In the study, which was conducted by the contract research organization Franklin Health Research, 61 adult female participants between the ages of 30 and 50 working or studying full time in an online environment were randomized to receive either 455 mg of the black currant extract daily for ten weeks or placebo.

Artemis recently announced the results of a study demonstrating the eye health benefits of its black currant extract, CurrantCraft. In the study, which was conducted by the contract research organization Franklin Health Research, 61 adult female participants between the ages of 30 and 50 working or studying full time in an online environment were randomized to receive either 455 mg of the black currant extract daily for ten weeks or placebo. The black currant extract was administered in two capsules daily, containing 227.5mg of CurrantCraft 11% black currant extract, providing 50 mg of standardized anthocyanins.
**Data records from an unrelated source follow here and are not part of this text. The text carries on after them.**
//! Partitions descriptors into dimension-keyed groups.

use crate::model::{ImageDescriptor, ImageGroup};
use std::collections::HashMap;

/// Buckets descriptors by `WxH` and orders buckets by descending size.
///
/// Buckets of equal size keep the order in which their first member appeared.
/// Images that merely share dimensions land in the same bucket.
pub fn group(descriptors: &[ImageDescriptor]) -> Vec<ImageGroup> {
    let mut groups: Vec<ImageGroup> = Vec::new();
    let mut index: HashMap<String, usize> = HashMap::new();

    for descriptor in descriptors {
        let key = descriptor.dimension_key();
        match index.get(&key) {
            Some(&slot) => groups[slot].members.push(descriptor.clone()),
            None => {
                index.insert(key.clone(), groups.len());
                groups.push(ImageGroup {
                    dimension_key: key,
                    width: descriptor.width,
                    height: descriptor.height,
                    members: vec![descriptor.clone()],
                });
            }
        }
    }

    // `sort_by` is stable, which keeps first-seen order on ties.
    groups.sort_by(|a, b| b.members.len().cmp(&a.members.len()));
    groups
}
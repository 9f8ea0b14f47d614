#![forbid(unsafe_code)]

// ***************************************************************************
//                                Constants
// ***************************************************************************
// Greeting returned when no usable name is provided.
const DEFAULT_GREETING : &str = "Hello, World!";

// ***************************************************************************
//                              Public Functions
// ***************************************************************************
// ---------------------------------------------------------------------------
// make_greeting:
// ---------------------------------------------------------------------------
/** Produce the greeting for an optional caller-supplied name.  An absent or
 * empty name yields the default greeting; anything else gets embedded in the
 * greeting template.  This function always succeeds and has no side effects.
 */
pub fn make_greeting(name: Option<&str>) -> String {
    match name {
        Some(n) if !n.is_empty() => format!("Hello, {}!", n),
        _ => DEFAULT_GREETING.to_string(),
    }
}

// ***************************************************************************
//                                  Tests
// ***************************************************************************
#[cfg(test)]
mod tests {
    use super::*;

    #[test]
    fn absent_name_gets_default() {
        assert_eq!(make_greeting(None), "Hello, World!");
    }

    #[test]
    fn empty_name_gets_default() {
        // Empty string is treated the same as no name at all.
        assert_eq!(make_greeting(Some("")), "Hello, World!");
    }

    #[test]
    fn name_is_embedded() {
        assert_eq!(make_greeting(Some("Ada")), "Hello, Ada!");
        assert_eq!(make_greeting(Some("Grace Hopper")), "Hello, Grace Hopper!");
    }

    #[test]
    fn repeated_calls_are_stable() {
        let first = make_greeting(Some("Bud"));
        for _ in 0..10 {
            assert_eq!(make_greeting(Some("Bud")), first);
        }
    }
}
#![forbid(unsafe_code)]

use poem::web::Query;
use poem::{handler, Request};
use serde::Deserialize;

use crate::utils::greeting::make_greeting;
use crate::utils::web_utils::{debug_request, RequestDebug};

// ***************************************************************************
//                          Request/Response Definiions
// ***************************************************************************
#[derive(Debug, Deserialize)]
pub struct ReqHello
{
    name: Option<String>,
}

// Implement the debug record trait for logging.
impl RequestDebug for ReqHello {
    type Req = ReqHello;
    fn get_request_info(&self) -> String {
        let mut s = String::with_capacity(255);
        s.push_str("  Request parameters:");
        s.push_str("\n    name: ");
        s.push_str(self.name.as_deref().unwrap_or("<absent>"));
        s
    }
}

// ***************************************************************************
//                                 Endpoint
// ***************************************************************************
// ---------------------------------------------------------------------------
// say_hello:
// ---------------------------------------------------------------------------
/** Greet the caller by the name given in the optional query parameter.
 * Returning a String lets poem set the 200 status and plain-text content
 * type; the greeting itself never fails.
 */
#[handler]
pub async fn say_hello(http_req: &Request, Query(req): Query<ReqHello>) -> String {
    // Conditional logging depending on log level.
    debug_request(http_req, &req);

    make_greeting(req.name.as_deref())
}

// ***************************************************************************
//                                  Tests
// ***************************************************************************
#[cfg(test)]
mod tests {
    use super::*;
    use poem::http::Method;
    use poem::test::TestClient;

    use crate::api::dispatch::FrontController;

    fn app() -> FrontController {
        FrontController::new().at(Method::GET, "/hello", say_hello)
    }

    #[tokio::test]
    async fn hello_without_name() {
        let cli = TestClient::new(app());
        let resp = cli.get("/hello").send().await;
        resp.assert_status_is_ok();
        resp.assert_content_type("text/plain; charset=utf-8");
        resp.assert_text("Hello, World!").await;
    }

    #[tokio::test]
    async fn hello_with_empty_name() {
        // An empty name is treated the same as an absent one.
        let cli = TestClient::new(app());
        let resp = cli.get("/hello").query("name", &"").send().await;
        resp.assert_status_is_ok();
        resp.assert_text("Hello, World!").await;
    }

    #[tokio::test]
    async fn hello_with_name() {
        let cli = TestClient::new(app());
        let resp = cli.get("/hello").query("name", &"Ada").send().await;
        resp.assert_status_is_ok();
        resp.assert_content_type("text/plain; charset=utf-8");
        resp.assert_text("Hello, Ada!").await;
    }

    #[tokio::test]
    async fn hello_with_encoded_name() {
        let cli = TestClient::new(app());
        let resp = cli.get("/hello").query("name", &"Grace Hopper").send().await;
        resp.assert_status_is_ok();
        resp.assert_text("Hello, Grace Hopper!").await;
    }

    #[tokio::test]
    async fn post_hello_is_404() {
        let cli = TestClient::new(app());
        let resp = cli.post("/hello").query("name", &"Ada").send().await;
        resp.assert_status(poem::http::StatusCode::NOT_FOUND);
    }

    #[tokio::test]
    async fn other_path_is_404() {
        let cli = TestClient::new(app());
        let resp = cli.get("/goodbye").send().await;
        resp.assert_status(poem::http::StatusCode::NOT_FOUND);
    }

    #[tokio::test]
    async fn repeated_requests_are_identical() {
        let cli = TestClient::new(app());
        for _ in 0..3 {
            let resp = cli.get("/hello").query("name", &"Ada").send().await;
            resp.assert_status_is_ok();
            resp.assert_text("Hello, Ada!").await;
        }
    }
}
#![forbid(unsafe_code)]

pub mod dispatch;
pub mod hello;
The primary outcome of eye health was measured on day 70 using a modified version of the Hayes et al. (2007) Ocular Discomfort Questionnaire, which is a survey that measures eye health and symptoms of digital eye fatigue and quality of life. This includes three domains: blurred vision, dry eye, and eye strain.

Results showed that subjects in the black currant group saw a 29.9% reduction in symptoms of blurry vision, and 16.4% reduction in dry eye scores compared to a 13% reduction in the placebo group, however the difference in dry eye scores between the experimental and placebo group was not deemed statistically significant. The black currant group also saw a large drop in eye strain scores (13.77 to 9.63). Compared to reductions in the placebo group (12.87 to 9.97), the differences were not deemed statistically significant.
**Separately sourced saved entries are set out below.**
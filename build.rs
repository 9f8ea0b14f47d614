#![forbid(unsafe_code)]

fn main() {
    build_data::set_GIT_BRANCH();
    build_data::set_GIT_COMMIT_SHORT();
    build_data::set_GIT_DIRTY();
    build_data::set_SOURCE_TIMESTAMP();  // Using BUILD_TIMESTAMP makes build unreproducible.
    build_data::set_RUSTC_VERSION();
}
“The pandemic’s many disruptions have created a need for innovative health solutions that can deliver meaningful results. Our research team was excited to see the impressive effects of CurrantCraft on screen-induced symptoms such as blurred vision and double vision,” said Jessie Hawkins, PhD, executive director, Franklin Health Research Center, in a press release.

“Artemis International is very excited about the potential for CurrantCraft in the ocular health market,” said Melanie Bush, vice president of science and research. “With more people moving to remote learning and work, and many indications showing that this will become more the norm in our post-pandemic lives, this study clearly demonstrates that black currant berries show substantial promise to support overall eye health.”